Frequently Asked Questions About Drug Addiction Rehab
The first step to acknowledge that you have an addiction issue and decide to attend a rehabilitation program can be a daunting one. Many addicts worry about how the rehabilitation process will affect their lives. Like anything in life, the unknown can be scary. Thankfully, there are answers to all the questions you may have about the rehab process. The more information you can obtain about what to expect throughout the entire process — from how long to stay in treatment to how to pay for the rehabilitation center — the better you will feel about your new journey into recovery.
Inpatient facilities differ from outpatient facilities in a number of ways, from costs involved and intensity of treatment to the overall environment throughout the recovery process.
Inpatient Rehab Facilities
Inpatient rehab facilities are 24-hour facilities that usually have medical staff members present at all times. These facilities allow patients to live there, and they provide medical support whenever necessary. Inpatient programs include group therapy, individual therapy and often complementary therapies, such as meditation, animal therapy or outdoor activities. Inpatient treatment is the most comprehensive form of treatment, allowing the patient to fully focus on their addiction and recovery. Since they are removed from the stress of their regular lives, patients are better able to attack their addiction issues. Inpatient rehab facilities often cost more because the patient is provided with everything — therapy, meals, lodging and activities.

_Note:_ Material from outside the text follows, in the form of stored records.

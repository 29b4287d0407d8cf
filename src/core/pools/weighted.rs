use super::super::constants::{MAX_IN_RATIO, MAX_OUT_RATIO, ONE};
use super::super::error::QuoteError;
use super::super::math::{self, complement, div_down, div_up, mul_down, mul_up, pow_up};
use num_bigint::BigUint;
use num_traits::Zero;

pub fn validate_weights(id: &str, weights: &[BigUint], token_count: usize) -> Result<(), QuoteError> {
    if weights.len() != token_count {
        return Err(QuoteError::InvalidPool(id.to_string(), "one weight per token"));
    }
    if weights.iter().any(|w| w.is_zero() || *w > ONE()) {
        return Err(QuoteError::InvalidPool(id.to_string(), "weights must be in (0, 1]"));
    }
    Ok(())
}

// out = balanceOut * (1 - (balanceIn / (balanceIn + amountIn)) ^ (weightIn / weightOut))
pub fn out_given_in(
    id: &str,
    balance_in: &BigUint,
    weight_in: &BigUint,
    balance_out: &BigUint,
    weight_out: &BigUint,
    amount_in: &BigUint,
) -> Result<BigUint, QuoteError> {
    if *amount_in > mul_down(balance_in, &BigUint::from(MAX_IN_RATIO)) {
        return Err(QuoteError::MaxInRatio(id.to_string()));
    }
    let denominator = balance_in + amount_in;
    let base = div_up(balance_in, &denominator)?;
    let exponent = div_down(weight_in, weight_out)?;
    let power = pow_up(&base, &exponent)?;

    Ok(mul_down(balance_out, &complement(&power)))
}

// in = balanceIn * ((balanceOut / (balanceOut - amountOut)) ^ (weightOut / weightIn) - 1)
pub fn in_given_out(
    id: &str,
    balance_in: &BigUint,
    weight_in: &BigUint,
    balance_out: &BigUint,
    weight_out: &BigUint,
    amount_out: &BigUint,
) -> Result<BigUint, QuoteError> {
    if *amount_out > mul_down(balance_out, &BigUint::from(MAX_OUT_RATIO)) {
        return Err(QuoteError::MaxOutRatio(id.to_string()));
    }
    let remaining = math::checked_sub(balance_out, amount_out)?;
    let base = div_up(balance_out, &remaining)?;
    let exponent = div_up(weight_out, weight_in)?;
    let power = pow_up(&base, &exponent)?;
    let ratio = math::checked_sub(&power, &ONE())?;

    Ok(mul_up(balance_in, &ratio))
}
//! Curve style stable swap invariant, solved by Newton iteration.
//!
//! `amp` here already carries `AMP_PRECISION`. All balances are 18 decimal and
//! rate adjusted.

use super::super::constants::{AMP_PRECISION, STABLE_MAX_ITERATIONS};
use super::super::error::{MathError, QuoteError};
use super::super::math::{self, Rounding};
use num_bigint::BigUint;
use num_traits::{CheckedSub, One, Zero};

fn converged(current: &BigUint, previous: &BigUint) -> bool {
    let diff = if current > previous {
        current - previous
    } else {
        previous - current
    };
    diff <= BigUint::one()
}

pub fn compute_invariant(amp: &BigUint, balances: &[BigUint]) -> Result<BigUint, MathError> {
    let sum: BigUint = balances.iter().sum();
    if sum.is_zero() {
        return Ok(BigUint::zero());
    }
    let n = BigUint::from(balances.len());
    let precision = BigUint::from(AMP_PRECISION);
    let amp_times_total = amp * &n;

    let mut invariant = sum.clone();
    for _ in 0..STABLE_MAX_ITERATIONS {
        let mut d_p = invariant.clone();
        for balance in balances {
            d_p = math::mul_div(&d_p, &invariant, &(balance * &n), Rounding::Down)?;
        }
        let previous = invariant.clone();
        let numerator = ((&amp_times_total * &sum) / &precision + &d_p * &n) * &invariant;
        let denominator = (math::checked_sub(&amp_times_total, &precision)? * &invariant) / &precision
            + (&n + 1u32) * &d_p;
        invariant = math::mul_div(&numerator, &BigUint::one(), &denominator, Rounding::Down)?;
        if converged(&invariant, &previous) {
            return Ok(invariant);
        }
    }
    Err(MathError::NoConvergence("stable invariant"))
}

// Balance of `token_index` that keeps `invariant` given every other balance
fn compute_balance(
    amp: &BigUint,
    balances: &[BigUint],
    invariant: &BigUint,
    token_index: usize,
) -> Result<BigUint, MathError> {
    let n = BigUint::from(balances.len());
    let precision = BigUint::from(AMP_PRECISION);
    let amp_times_total = amp * &n;

    let mut sum = balances[0].clone();
    let mut p_d = &balances[0] * &n;
    for balance in &balances[1..] {
        p_d = math::mul_div(&(&p_d * balance), &n, invariant, Rounding::Down)?;
        sum += balance;
    }
    sum = math::checked_sub(&sum, &balances[token_index])?;

    let invariant_squared = invariant * invariant;
    let c = math::mul_div(
        &(&invariant_squared * &precision),
        &BigUint::one(),
        &(&amp_times_total * &p_d),
        Rounding::Up,
    )? * &balances[token_index];
    let b = sum + (invariant * &precision) / &amp_times_total;

    let mut token_balance = math::mul_div(
        &(&invariant_squared + &c),
        &BigUint::one(),
        &(invariant + &b),
        Rounding::Up,
    )?;
    for _ in 0..STABLE_MAX_ITERATIONS {
        let previous = token_balance.clone();
        let denominator = math::checked_sub(&(&token_balance * 2u32 + &b), invariant)?;
        token_balance = math::mul_div(
            &(&token_balance * &token_balance + &c),
            &BigUint::one(),
            &denominator,
            Rounding::Up,
        )?;
        if converged(&token_balance, &previous) {
            return Ok(token_balance);
        }
    }
    Err(MathError::NoConvergence("stable balance"))
}

pub fn out_given_in(
    id: &str,
    amp: &BigUint,
    balances: &[BigUint],
    index_in: usize,
    index_out: usize,
    amount_in: &BigUint,
) -> Result<BigUint, QuoteError> {
    let invariant = compute_invariant(amp, balances)?;
    let mut updated = balances.to_vec();
    updated[index_in] += amount_in;
    let final_balance_out = compute_balance(amp, &updated, &invariant, index_out)?;

    // One wei stays in the pool to absorb iteration error
    balances[index_out]
        .checked_sub(&final_balance_out)
        .and_then(|out| out.checked_sub(&BigUint::one()))
        .ok_or_else(|| QuoteError::InsufficientLiquidity(id.to_string()))
}

pub fn in_given_out(
    id: &str,
    amp: &BigUint,
    balances: &[BigUint],
    index_in: usize,
    index_out: usize,
    amount_out: &BigUint,
) -> Result<BigUint, QuoteError> {
    if *amount_out >= balances[index_out] {
        return Err(QuoteError::InsufficientLiquidity(id.to_string()));
    }
    let invariant = compute_invariant(amp, balances)?;
    let mut updated = balances.to_vec();
    updated[index_out] -= amount_out;
    let final_balance_in = compute_balance(amp, &updated, &invariant, index_in)?;

    Ok(math::checked_sub(&final_balance_in, &balances[index_in])? + 1u32)
}
use axum::{
    extract::{Query, State},
    http::StatusCode,
    routing::get,
    Json, Router,
};
use std::path::PathBuf;
use std::sync::Arc;
use swap_router::core::indexer::pool::{FileSnapshotProvider, SnapshotProvider};
use swap_router::logging::setup_logging;
use swap_router::orchestrator::{get_aggregator_quotes, QuoteServiceError};
use swap_router::types::{Quote, QuoteResponse, ResponseHop, Route, RouterConfig, SwapKindParam};
use utoipa::OpenApi;
use utoipa_swagger_ui::SwaggerUi;

// Hold configuration and the snapshot source
#[derive(Clone)]
struct RouterState {
    config: Arc<RouterConfig>,
    provider: Arc<dyn SnapshotProvider>,
}

// Generate the OpenAPI schema
#[derive(OpenApi)]
#[openapi(
    paths(get_quotes),
    components(
        schemas(Quote, QuoteResponse, Route, ResponseHop, SwapKindParam)
    ),
    tags(
        (name = "quotes", description = "Swap routes for a token pair")
    )
)]
struct ApiDoc;

#[utoipa::path(
get,
path = "/quotes",
params(
    ("tokenIn" = String, Query, description = "Address of token being sold"),
    ("tokenOut" = String, Query, description = "Address of token being bought"),
    ("swapKind" = SwapKindParam, Query, description = "givenIn fixes the input, givenOut the output"),
    ("amount" = String, Query, description = "Raw amount on the fixed side of the trade"),
    ("protocolVersion" = Option<u8>, Query, description = "Restrict the search to one protocol version"),
    ("poolIds" = Option<String>, Query, description = "Comma separated pool ids to route through")
),
responses(
    (status = 200, description = "Swap route", body = QuoteResponse),
    (status = 400, description = "Invalid request"),
    (status = 500, description = "Pool snapshot unavailable")
),
tag = "quotes"
)]
async fn get_quotes(
    State(state): State<RouterState>,
    Query(params): Query<Quote>,
) -> Result<Json<QuoteResponse>, (StatusCode, String)> {
    match get_aggregator_quotes(state.config.as_ref(), state.provider.as_ref(), params).await {
        Ok(response) => Ok(Json(response)),
        Err(QuoteServiceError::Request(e)) => Err((StatusCode::BAD_REQUEST, e.to_string())),
        Err(e @ QuoteServiceError::Snapshot(_)) => {
            tracing::error!(target: "http", error=%e, "Quote failed");
            Err((StatusCode::INTERNAL_SERVER_ERROR, e.to_string()))
        }
    }
}

#[tokio::main]
async fn main() -> anyhow::Result<()> {
    // Create API documentation
    let openapi = ApiDoc::openapi();
    let config_path = PathBuf::from("router_config.toml");
    let config = RouterConfig::load_from(config_path)?;
    setup_logging(&config.log_level, config.log_json);

    let provider = FileSnapshotProvider::new(config.snapshot_path());
    let listen_addr = config.listen_addr.clone();
    let state = RouterState {
        config: Arc::new(config),
        provider: Arc::new(provider),
    };

    // Build router with our endpoints and Swagger UI
    let app = Router::new()
        .route("/quotes", get(get_quotes))
        .merge(SwaggerUi::new("/swagger-ui").url("/api-docs/openapi.json", openapi))
        .with_state(state);

    let listener = tokio::net::TcpListener::bind(&listen_addr).await?;
    tracing::info!(target: "http", addr=%listen_addr, "Server running, Swagger UI at /swagger-ui/");
    axum::serve(listener, app).await?;
    Ok(())
}
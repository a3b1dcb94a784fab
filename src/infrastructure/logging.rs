use tracing_subscriber::{
    fmt::{self, format::FmtSpan},
    layer::SubscriberExt,
    util::SubscriberInitExt,
    EnvFilter,
};

use crate::config::{LogFormat, LoggingConfig};

pub fn init_logging(config: &LoggingConfig) {
    let filter = EnvFilter::try_from_default_env()
        .unwrap_or_else(|_| EnvFilter::new(&config.level));

    match config.format {
        LogFormat::Json => {
            tracing_subscriber::registry()
                .with(filter)
                .with(
                    fmt::layer()
                        .json()
                        .with_span_events(FmtSpan::CLOSE)
                        .with_writer(std::io::stderr),
                )
                .init();
        }
        LogFormat::Pretty => {
            tracing_subscriber::registry()
                .with(filter)
                .with(
                    fmt::layer()
                        .pretty()
                        .with_target(true)
                        .with_writer(std::io::stderr),
                )
                .init();
        }
    }

    tracing::debug!("Logging initialized with level: {}", config.level);
}
//! PostgreSQL user store implementation

use async_trait::async_trait;
use chrono::{DateTime, Utc};
use sqlx::{PgPool, Row};

use crate::domain::user::{HashedPassword, NewUser, StoreError, User, UserId, UserStore};

const USER_COLUMNS: &str = "id, username, email, password_hash, salt, admin, \
     admin_forced_password_reset, enabled, created_at, updated_at";

/// PostgreSQL implementation of UserStore
#[derive(Debug, Clone)]
pub struct PostgresUserStore {
    pool: PgPool,
}

impl PostgresUserStore {
    /// Create a new store with the given connection pool
    pub fn new(pool: PgPool) -> Self {
        Self { pool }
    }
}

#[async_trait]
impl UserStore for PostgresUserStore {
    async fn create_user(&self, user: NewUser) -> Result<User, StoreError> {
        let row = sqlx::query(
            r#"
            INSERT INTO users (username, email, password_hash, salt, admin,
                               admin_forced_password_reset, enabled, created_at, updated_at)
            VALUES ($1, $2, $3, $4, $5, $6, TRUE, $7, $7)
            RETURNING id
            "#,
        )
        .bind(user.username())
        .bind(user.email())
        .bind(user.credential().hash())
        .bind(user.credential().salt())
        .bind(user.is_admin())
        .bind(user.admin_forced_password_reset())
        .bind(user.created_at())
        .fetch_one(&self.pool)
        .await
        .map_err(|e| {
            if is_unique_violation(&e) {
                StoreError::conflict(format!("Username '{}' already exists", user.username()))
            } else {
                StoreError::backend(format!("Failed to create user: {}", e))
            }
        })?;

        let id: i64 = row.get("id");
        let id = UserId::new(id)
            .map_err(|e| StoreError::backend(format!("Invalid user ID in database: {}", e)))?;

        Ok(user.into_user(id))
    }

    async fn get_user_by_id(&self, id: UserId) -> Result<User, StoreError> {
        let row = sqlx::query(&format!("SELECT {} FROM users WHERE id = $1", USER_COLUMNS))
            .bind(id.as_i64())
            .fetch_optional(&self.pool)
            .await
            .map_err(|e| StoreError::backend(format!("Failed to get user: {}", e)))?;

        match row {
            Some(row) => row_to_user(&row),
            None => Err(StoreError::not_found(format!("User '{}' not found", id))),
        }
    }

    async fn save_user(&self, user: &User) -> Result<(), StoreError> {
        let result = sqlx::query(
            r#"
            UPDATE users
            SET username = $2, email = $3, password_hash = $4, salt = $5, admin = $6,
                admin_forced_password_reset = $7, enabled = $8, updated_at = $9
            WHERE id = $1
            "#,
        )
        .bind(user.id().as_i64())
        .bind(user.username())
        .bind(user.email())
        .bind(user.password_hash())
        .bind(user.salt())
        .bind(user.is_admin())
        .bind(user.admin_forced_password_reset())
        .bind(user.is_enabled())
        .bind(user.updated_at())
        .execute(&self.pool)
        .await
        .map_err(|e| {
            if is_unique_violation(&e) {
                StoreError::conflict(format!("Username '{}' already exists", user.username()))
            } else {
                StoreError::backend(format!("Failed to update user: {}", e))
            }
        })?;

        if result.rows_affected() == 0 {
            return Err(StoreError::not_found(format!("User '{}' not found", user.id())));
        }

        Ok(())
    }
}

fn is_unique_violation(err: &sqlx::Error) -> bool {
    match err {
        sqlx::Error::Database(db_err) => db_err.is_unique_violation(),
        _ => false,
    }
}

fn row_to_user(row: &sqlx::postgres::PgRow) -> Result<User, StoreError> {
    let id: i64 = row.get("id");
    let password_hash: Vec<u8> = row.get("password_hash");
    let salt: String = row.get("salt");
    let created_at: DateTime<Utc> = row.get("created_at");
    let updated_at: DateTime<Utc> = row.get("updated_at");

    let user_id = UserId::new(id)
        .map_err(|e| StoreError::backend(format!("Invalid user ID in database: {}", e)))?;

    if salt.is_empty() {
        return Err(StoreError::backend(format!(
            "User '{}' has no salt stored",
            user_id
        )));
    }

    Ok(User::restore(
        user_id,
        row.get::<String, _>("username"),
        row.get::<String, _>("email"),
        HashedPassword::new(password_hash, salt),
        row.get("admin"),
        row.get("admin_forced_password_reset"),
        row.get("enabled"),
        created_at,
        updated_at,
    ))
}
//! Domain layer
//!
//! Entities, validation rules and the storage contract for user credentials.
//! Nothing here depends on a concrete hashing algorithm or storage engine.

pub mod error;
pub mod user;

pub use error::{DomainError, ErrorKind};
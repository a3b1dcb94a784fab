//! User validation utilities

use thiserror::Error;

/// Errors that can occur during user validation
#[derive(Debug, Error, Clone, PartialEq)]
pub enum UserValidationError {
    #[error("User ID must be a positive integer, got {0}")]
    InvalidId(i64),

    #[error("Missing required field: {0}")]
    MissingField(&'static str),

    #[error("Username cannot be empty")]
    EmptyUsername,

    #[error("Username exceeds maximum length of {0} characters")]
    UsernameTooLong(usize),

    #[error("Username is too short. Minimum length is {0} characters")]
    UsernameTooShort(usize),

    #[error("Username contains invalid character: '{0}'. Only alphanumeric characters, underscores, and hyphens are allowed")]
    InvalidUsernameCharacter(char),

    #[error("Email cannot be empty")]
    EmptyEmail,

    #[error("Email exceeds maximum length of {0} characters")]
    EmailTooLong(usize),

    #[error("Email must contain a single '@' between a local part and a domain")]
    InvalidEmailFormat,

    #[error("Email cannot contain whitespace")]
    EmailContainsWhitespace,

    #[error("Password is too short. Minimum length is {0} characters")]
    PasswordTooShort(usize),

    #[error("Password exceeds maximum length of {0} characters")]
    PasswordTooLong(usize),
}

const MIN_USERNAME_LENGTH: usize = 3;
const MAX_USERNAME_LENGTH: usize = 50;
const MAX_EMAIL_LENGTH: usize = 254;
const MIN_PASSWORD_LENGTH: usize = 8;
const MAX_PASSWORD_LENGTH: usize = 128;

/// Validate a user ID
pub fn validate_user_id(id: i64) -> Result<(), UserValidationError> {
    if id <= 0 {
        return Err(UserValidationError::InvalidId(id));
    }

    Ok(())
}

/// Validate a username
///
/// Rules:
/// - Cannot be empty
/// - Minimum 3 characters
/// - Maximum 50 characters
/// - Only alphanumeric characters, underscores, and hyphens
pub fn validate_username(username: &str) -> Result<(), UserValidationError> {
    if username.is_empty() {
        return Err(UserValidationError::EmptyUsername);
    }

    if username.len() < MIN_USERNAME_LENGTH {
        return Err(UserValidationError::UsernameTooShort(MIN_USERNAME_LENGTH));
    }

    if username.len() > MAX_USERNAME_LENGTH {
        return Err(UserValidationError::UsernameTooLong(MAX_USERNAME_LENGTH));
    }

    for c in username.chars() {
        if !c.is_ascii_alphanumeric() && c != '_' && c != '-' {
            return Err(UserValidationError::InvalidUsernameCharacter(c));
        }
    }

    Ok(())
}

/// Validate an email address
///
/// Only the shape is checked; deliverability is the caller's concern.
pub fn validate_email(email: &str) -> Result<(), UserValidationError> {
    if email.is_empty() {
        return Err(UserValidationError::EmptyEmail);
    }

    if email.len() > MAX_EMAIL_LENGTH {
        return Err(UserValidationError::EmailTooLong(MAX_EMAIL_LENGTH));
    }

    if email.chars().any(char::is_whitespace) {
        return Err(UserValidationError::EmailContainsWhitespace);
    }

    match email.split_once('@') {
        Some((local, domain)) if !local.is_empty() && !domain.is_empty() && !domain.contains('@') => {
            Ok(())
        }
        _ => Err(UserValidationError::InvalidEmailFormat),
    }
}

/// Validate a password
///
/// Rules:
/// - Minimum 8 characters
/// - Maximum 128 characters
pub fn validate_password(password: &str) -> Result<(), UserValidationError> {
    let length = password.chars().count();

    if length < MIN_PASSWORD_LENGTH {
        return Err(UserValidationError::PasswordTooShort(MIN_PASSWORD_LENGTH));
    }

    if length > MAX_PASSWORD_LENGTH {
        return Err(UserValidationError::PasswordTooLong(MAX_PASSWORD_LENGTH));
    }

    Ok(())
}
//! Migrate command - applies the user table migrations

use tracing::info;

use crate::infrastructure::storage::run_user_migrations;

pub async fn run() -> anyhow::Result<()> {
    let (_, pool) = super::bootstrap().await?;

    let applied = run_user_migrations(&pool).await?;
    info!("Applied {} migration(s)", applied);

    pool.close().await;
    Ok(())
}
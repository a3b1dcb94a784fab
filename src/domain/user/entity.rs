//! User entity and related types

use chrono::{DateTime, Utc};
use serde::{Deserialize, Serialize};

use super::validation::{validate_user_id, UserValidationError};

/// User identifier - positive integer assigned by the store on creation
#[derive(Debug, Clone, Copy, PartialEq, Eq, Hash, PartialOrd, Ord, Serialize, Deserialize)]
#[serde(try_from = "i64", into = "i64")]
pub struct UserId(i64);

impl UserId {
    /// Create a new UserId after validation
    pub fn new(id: i64) -> Result<Self, UserValidationError> {
        validate_user_id(id)?;
        Ok(Self(id))
    }

    /// Get the inner integer value
    pub fn as_i64(&self) -> i64 {
        self.0
    }
}

impl TryFrom<i64> for UserId {
    type Error = UserValidationError;

    fn try_from(value: i64) -> Result<Self, Self::Error> {
        Self::new(value)
    }
}

impl From<UserId> for i64 {
    fn from(id: UserId) -> Self {
        id.0
    }
}

impl std::fmt::Display for UserId {
    fn fmt(&self, f: &mut std::fmt::Formatter<'_>) -> std::fmt::Result {
        write!(f, "{}", self.0)
    }
}

/// Output of one hashing event: the slow hash and the salt it was computed with.
///
/// The two are only ever replaced together, so a stored hash always matches
/// its salt.
#[derive(Clone, PartialEq, Eq)]
pub struct HashedPassword {
    hash: Vec<u8>,
    salt: String,
}

impl HashedPassword {
    pub fn new(hash: impl Into<Vec<u8>>, salt: impl Into<String>) -> Self {
        Self {
            hash: hash.into(),
            salt: salt.into(),
        }
    }

    pub fn hash(&self) -> &[u8] {
        &self.hash
    }

    pub fn salt(&self) -> &str {
        &self.salt
    }
}

impl std::fmt::Debug for HashedPassword {
    fn fmt(&self, f: &mut std::fmt::Formatter<'_>) -> std::fmt::Result {
        f.debug_struct("HashedPassword")
            .field("hash", &"<redacted>")
            .field("salt", &"<redacted>")
            .finish()
    }
}

/// A user that has not been persisted yet and therefore has no id
#[derive(Debug, Clone)]
pub struct NewUser {
    username: String,
    email: String,
    credential: HashedPassword,
    admin: bool,
    admin_forced_password_reset: bool,
    created_at: DateTime<Utc>,
}

impl NewUser {
    /// Create a new, enabled user record
    pub fn new(
        username: impl Into<String>,
        email: impl Into<String>,
        credential: HashedPassword,
        admin: bool,
        admin_forced_password_reset: bool,
    ) -> Self {
        Self {
            username: username.into(),
            email: email.into(),
            credential,
            admin,
            admin_forced_password_reset,
            created_at: Utc::now(),
        }
    }

    pub fn username(&self) -> &str {
        &self.username
    }

    pub fn email(&self) -> &str {
        &self.email
    }

    pub fn credential(&self) -> &HashedPassword {
        &self.credential
    }

    pub fn is_admin(&self) -> bool {
        self.admin
    }

    pub fn admin_forced_password_reset(&self) -> bool {
        self.admin_forced_password_reset
    }

    pub fn created_at(&self) -> DateTime<Utc> {
        self.created_at
    }

    /// Attach the id assigned by the store
    pub fn into_user(self, id: UserId) -> User {
        User {
            id,
            username: self.username,
            email: self.email,
            credential: self.credential,
            admin: self.admin,
            admin_forced_password_reset: self.admin_forced_password_reset,
            enabled: true,
            created_at: self.created_at,
            updated_at: self.created_at,
        }
    }
}

/// User entity
#[derive(Debug, Clone, Serialize)]
pub struct User {
    /// Unique identifier for the user
    id: UserId,
    /// Username for login
    username: String,
    email: String,
    /// Password hash and salt - never exposed in serialization
    #[serde(skip_serializing)]
    credential: HashedPassword,
    admin: bool,
    admin_forced_password_reset: bool,
    enabled: bool,
    /// Creation timestamp
    created_at: DateTime<Utc>,
    /// Last update timestamp
    updated_at: DateTime<Utc>,
}

impl User {
    /// Rebuild a user from its stored fields
    #[allow(clippy::too_many_arguments)]
    pub fn restore(
        id: UserId,
        username: impl Into<String>,
        email: impl Into<String>,
        credential: HashedPassword,
        admin: bool,
        admin_forced_password_reset: bool,
        enabled: bool,
        created_at: DateTime<Utc>,
        updated_at: DateTime<Utc>,
    ) -> Self {
        Self {
            id,
            username: username.into(),
            email: email.into(),
            credential,
            admin,
            admin_forced_password_reset,
            enabled,
            created_at,
            updated_at,
        }
    }

    // Getters

    pub fn id(&self) -> UserId {
        self.id
    }

    pub fn username(&self) -> &str {
        &self.username
    }

    pub fn email(&self) -> &str {
        &self.email
    }

    pub fn credential(&self) -> &HashedPassword {
        &self.credential
    }

    pub fn password_hash(&self) -> &[u8] {
        self.credential.hash()
    }

    pub fn salt(&self) -> &str {
        self.credential.salt()
    }

    pub fn is_admin(&self) -> bool {
        self.admin
    }

    pub fn admin_forced_password_reset(&self) -> bool {
        self.admin_forced_password_reset
    }

    pub fn is_enabled(&self) -> bool {
        self.enabled
    }

    pub fn created_at(&self) -> DateTime<Utc> {
        self.created_at
    }

    pub fn updated_at(&self) -> DateTime<Utc> {
        self.updated_at
    }

    // Mutators

    /// Replace the password hash together with its salt
    pub fn set_password(&mut self, credential: HashedPassword) {
        self.credential = credential;
        self.touch();
    }

    pub fn set_admin(&mut self, admin: bool) {
        self.admin = admin;
        self.touch();
    }

    pub fn set_enabled(&mut self, enabled: bool) {
        self.enabled = enabled;
        self.touch();
    }

    fn touch(&mut self) {
        self.updated_at = Utc::now();
    }
}
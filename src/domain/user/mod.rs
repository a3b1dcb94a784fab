//! User domain
//!
//! This module provides domain types and traits for credential management,
//! including user entities, validation, and the store trait.

mod entity;
mod store;
mod validation;

pub use entity::{HashedPassword, NewUser, User, UserId};
pub use store::{StoreError, UserStore};
pub use validation::{
    validate_email, validate_password, validate_user_id, validate_username, UserValidationError,
};

#[cfg(test)]
pub use store::MockUserStore;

Outpatient Rehab Facilities
Outpatient facilities allow a patient to come for treatment, therapy and other services, but then leave at the end of the treatment sessions. This lets a person have a normal work, school or home life while seeking treatment. Outpatient programs vary; some involve all-day sessions whereas others may only treat patients for an hour or two per day. Outpatient care generally costs less because there are fewer amenities and fewer staff hours involved in direct care. Because patients can leave, patients do not have to pay for the around-the-clock care that often makes inpatient treatment much more expensive.
Inpatient rehab is recommended for those with long-standing addictions, addictions to multiple substances, and dual diagnosis conditions. It is also advised for those who have had previous rehab stays and then relapsed. Outpatient rehabilitation is best for those with short-term addictions.